In connection with this opinion, we have reviewed copies of such corporate records of the Company as we have deemed necessary as a basis for the opinions hereinafter expressed. In rendering this opinion, we have examined, and have assumed the truth and accuracy of the contents of, such documents and certificates of officers of the Company and of public officials as to factual matters and have conducted such searches, as of the date hereof, in public registries in Ireland as we have deemed necessary or appropriate for the purposes of this opinion but have made no independent investigation regarding such factual matters. In our examination we have assumed the (continued) truth and accuracy of the information contained in such documents, the genuineness of all signatures, the authenticity of all documents submitted to us as originals, the conformity to original documents of all documents submitted to us as certified or photostatic copies and the authenticity of the originals of such documents.

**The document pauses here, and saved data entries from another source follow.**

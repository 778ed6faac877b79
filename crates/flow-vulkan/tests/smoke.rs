//! End-to-end checks against a live driver. Everything is skipped when no usable Vulkan
//! device is present, so the suite stays green on headless CI.

use flow_vulkan::{
	ash::vk,
	cmd::CmdState,
	device::{Context, Device},
	interop::MemoryProps,
	resource::{Buffer, BufferCreateInfo, Image, ImageCreateInfo},
	sync::Semaphore,
	Error,
};

fn test_device() -> Option<(Context, Device)> {
	let context = Context::new().ok()?;
	let device = context.devices.first()?.clone();
	Some((context, device))
}

#[test]
fn command_buffer_state_machine() {
	let Some((_context, device)) = test_device() else {
		eprintln!("no Vulkan device, skipping");
		return;
	};

	let cmd = device.command_pool().unwrap().alloc();
	assert_eq!(cmd.state(), CmdState::Initial);

	cmd.begin().unwrap();
	assert_eq!(cmd.state(), CmdState::Recording);

	cmd.submit().unwrap();
	assert_eq!(cmd.state(), CmdState::Pending);

	// A second submit before the fence is observed must fail without a state change.
	assert!(matches!(cmd.submit(), Err(Error::FenceNotSignalled)));
	assert_eq!(cmd.state(), CmdState::Pending);

	cmd.wait(u64::MAX).unwrap();
	assert_eq!(cmd.state(), CmdState::Initial);
}

#[test]
fn callbacks_fire_on_completion() {
	let Some((_context, device)) = test_device() else {
		eprintln!("no Vulkan device, skipping");
		return;
	};

	let fired = std::sync::Arc::new(std::sync::atomic::AtomicBool::new(false));
	let cmd = device.begin_cmd().unwrap();
	{
		let fired = fired.clone();
		cmd.add_callback(move || fired.store(true, std::sync::atomic::Ordering::SeqCst));
	}
	cmd.submit().unwrap();
	assert!(!fired.load(std::sync::atomic::Ordering::SeqCst) || cmd.state() == CmdState::Initial);
	cmd.wait(u64::MAX).unwrap();
	assert!(fired.load(std::sync::atomic::Ordering::SeqCst));
}

#[test]
fn buffer_upload_round_trip() {
	let Some((_context, device)) = test_device() else {
		eprintln!("no Vulkan device, skipping");
		return;
	};

	let src = Buffer::new(
		&device,
		BufferCreateInfo {
			size: 1024,
			usage: vk::BufferUsageFlags::TRANSFER_SRC,
			mem_props: MemoryProps {
				mapped: true,
				..Default::default()
			},
			..Default::default()
		},
	)
	.unwrap();
	let dst = Buffer::new(
		&device,
		BufferCreateInfo {
			size: 1024,
			usage: vk::BufferUsageFlags::TRANSFER_DST,
			mem_props: MemoryProps {
				mapped: true,
				download: true,
				..Default::default()
			},
			..Default::default()
		},
	)
	.unwrap();

	let data: Vec<u8> = (0..1024u32).map(|i| (i * 7) as u8).collect();
	src.write(0, &data).unwrap();

	let cmd = device.begin_cmd().unwrap();
	dst.upload(&cmd, &src, None);
	cmd.submit().unwrap();
	cmd.wait(u64::MAX).unwrap();

	let ptr = dst.map().unwrap();
	let read = unsafe { std::slice::from_raw_parts(ptr, 1024) };
	assert_eq!(read, &data[..]);
}

#[test]
fn image_upload_and_download() {
	let Some((_context, device)) = test_device() else {
		eprintln!("no Vulkan device, skipping");
		return;
	};

	let extent = vk::Extent2D { width: 16, height: 16 };
	let image = Image::new(
		&device,
		ImageCreateInfo {
			extent,
			format: vk::Format::R8G8B8A8_UNORM,
			usage: vk::ImageUsageFlags::TRANSFER_SRC | vk::ImageUsageFlags::TRANSFER_DST,
			..Default::default()
		},
	)
	.unwrap();

	let pixels: Vec<u8> = (0..16 * 16 * 4u32).map(|i| (i % 251) as u8).collect();
	let staging = Buffer::new(
		&device,
		BufferCreateInfo {
			size: pixels.len() as u64,
			usage: vk::BufferUsageFlags::TRANSFER_SRC,
			mem_props: MemoryProps {
				mapped: true,
				..Default::default()
			},
			..Default::default()
		},
	)
	.unwrap();
	staging.write(0, &pixels).unwrap();

	let cmd = device.begin_cmd().unwrap();
	image.upload(&cmd, &staging, 0, 0);
	let readback = image.download(&cmd, &device).unwrap();
	cmd.submit().unwrap();
	cmd.wait(u64::MAX).unwrap();

	let ptr = readback.map().unwrap();
	let read = unsafe { std::slice::from_raw_parts(ptr, pixels.len()) };
	assert_eq!(read, &pixels[..]);
}

#[test]
fn image_export_info_is_populated() {
	let Some((_context, device)) = test_device() else {
		eprintln!("no Vulkan device, skipping");
		return;
	};

	let image = Image::new(
		&device,
		ImageCreateInfo {
			extent: vk::Extent2D {
				width: 1920,
				height: 1080,
			},
			format: vk::Format::R8G8B8A8_UNORM,
			usage: vk::ImageUsageFlags::TRANSFER_SRC | vk::ImageUsageFlags::SAMPLED,
			..Default::default()
		},
	)
	.unwrap();

	let info = image.export_info();
	assert!(flow_vulkan::platform::handle_is_valid(info.handle));
	assert_eq!(info.pid, flow_vulkan::platform::current_pid());
	assert!(info.size > 0);
	assert!(info.allocation_size >= info.size);
}

#[test]
fn timeline_semaphore_signals_and_waits() {
	let Some((_context, device)) = test_device() else {
		eprintln!("no Vulkan device, skipping");
		return;
	};

	let semaphore = Semaphore::new(&device).unwrap();
	assert_eq!(semaphore.value().unwrap(), 0);

	semaphore.signal(5).unwrap();
	semaphore.wait(5, u64::MAX).unwrap();
	assert!(semaphore.value().unwrap() >= 5);

	// Waiting for a value nobody will signal times out non-fatally.
	assert!(matches!(semaphore.wait(100, 1_000_000), Err(Error::Timeout)));
}

#[test]
fn transient_images_are_recycled() {
	let Some((_context, device)) = test_device() else {
		eprintln!("no Vulkan device, skipping");
		return;
	};

	let info = ImageCreateInfo {
		extent: vk::Extent2D { width: 64, height: 64 },
		format: vk::Format::R8G8B8A8_UNORM,
		usage: vk::ImageUsageFlags::SAMPLED | vk::ImageUsageFlags::TRANSFER_DST,
		..Default::default()
	};

	let first = device.pooled_image(info.clone(), "test").unwrap();
	let handle = vk::Handle::as_raw(first.handle());
	drop(first);
	assert!(device.pools().images.release(handle));

	let second = device.pooled_image(info, "test").unwrap();
	assert_eq!(vk::Handle::as_raw(second.handle()), handle);
}

#[test]
fn suballocations_share_blocks() {
	let Some((_context, device)) = test_device() else {
		eprintln!("no Vulkan device, skipping");
		return;
	};

	let make = || {
		Buffer::new(
			&device,
			BufferCreateInfo {
				size: 4096,
				usage: vk::BufferUsageFlags::STORAGE_BUFFER,
				mem_props: MemoryProps {
					mapped: true,
					..Default::default()
				},
				..Default::default()
			},
		)
		.unwrap()
	};

	let a = make();
	let b = make();
	let (alloc_a, alloc_b) = (a.allocation().unwrap(), b.allocation().unwrap());
	assert_eq!(alloc_a.memory(), alloc_b.memory(), "small buffers should share a block");
	assert_ne!(alloc_a.global_offset(), alloc_b.global_offset());
}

We have further assumed that none of the resolutions and authorities of the shareholders or directors of the Company upon which we have relied have been varied, amended or revoked in any respect or have expired and that the Shares will be issued in accordance with such resolutions and authorities and the terms of the Plan.

We have assumed the absence of fraud on the part of the Company and its respective officers, employees, agents and advisers.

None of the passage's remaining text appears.